Collected data:
+ + + + + + +

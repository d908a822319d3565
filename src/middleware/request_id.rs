//! Correlation ids.
//!
//! Every request leaves this layer with exactly one id: the inbound
//! `X-Request-ID` when the caller sent a non-empty one, otherwise 16 random
//! bytes hex-encoded. The id is stored in the request extensions, written back
//! onto the inbound headers, and mirrored onto the response.

use std::fmt;
use std::ops::Deref;

use http::HeaderValue;
use http::header::HeaderName;

use crate::handler::BoxFuture;
use crate::middleware::{Middleware, Next};
use crate::request::Request;

/// Header carrying the correlation id in both directions.
pub const X_REQUEST_ID: HeaderName = HeaderName::from_static("x-request-id");

/// A request correlation id.
#[derive(Clone, Debug, PartialEq, Eq, Hash)]
pub struct RequestId(String);

impl RequestId {
    /// A fresh id: 128 bits from the thread-local CSPRNG, as 32 lowercase hex chars.
    pub fn generate() -> Self {
        let bytes: [u8; 16] = rand::random();
        Self(hex::encode(bytes))
    }

    pub fn as_str(&self) -> &str {
        &self.0
    }
}

impl Deref for RequestId {
    type Target = str;

    fn deref(&self) -> &str {
        &self.0
    }
}

impl fmt::Display for RequestId {
    fn fmt(&self, f: &mut fmt::Formatter<'_>) -> fmt::Result {
        f.write_str(&self.0)
    }
}

impl From<String> for RequestId {
    fn from(s: String) -> Self {
        Self(s)
    }
}

/// Returns the request's correlation id, or `None` if no id was attached.
pub fn request_id(req: &Request) -> Option<&str> {
    req.request_id().map(RequestId::as_str)
}

/// Attaches a [`RequestId`] to every request and echoes it on the response.
#[derive(Clone, Copy, Debug, Default)]
pub struct RequestIdLayer;

impl RequestIdLayer {
    fn resolve(req: &Request) -> RequestId {
        if let Some(existing) = req.request_id() {
            return existing.clone();
        }
        match req.header(X_REQUEST_ID.as_str()) {
            Some(inbound) if !inbound.is_empty() => RequestId(inbound.to_owned()),
            _ => RequestId::generate(),
        }
    }
}

impl Middleware for RequestIdLayer {
    fn handle(&self, mut req: Request, next: Next) -> BoxFuture {
        let id = Self::resolve(&req);
        // Inbound ids were already valid header text; generated ones are hex.
        let value = HeaderValue::from_str(id.as_str()).ok();

        if let Some(value) = &value {
            req.headers_mut().insert(X_REQUEST_ID, value.clone());
        }
        req.extensions_mut().insert(id);

        Box::pin(async move {
            let mut res = next.run(req).await;
            if let Some(value) = value {
                res.headers_mut().insert(X_REQUEST_ID, value);
            }
            res
        })
    }
}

+ + + + + + +

About this task: For each line above that includes "RequestIdLayer", make a copy.

Expected answer:
pub struct RequestIdLayer;
impl RequestIdLayer {
impl Middleware for RequestIdLayer {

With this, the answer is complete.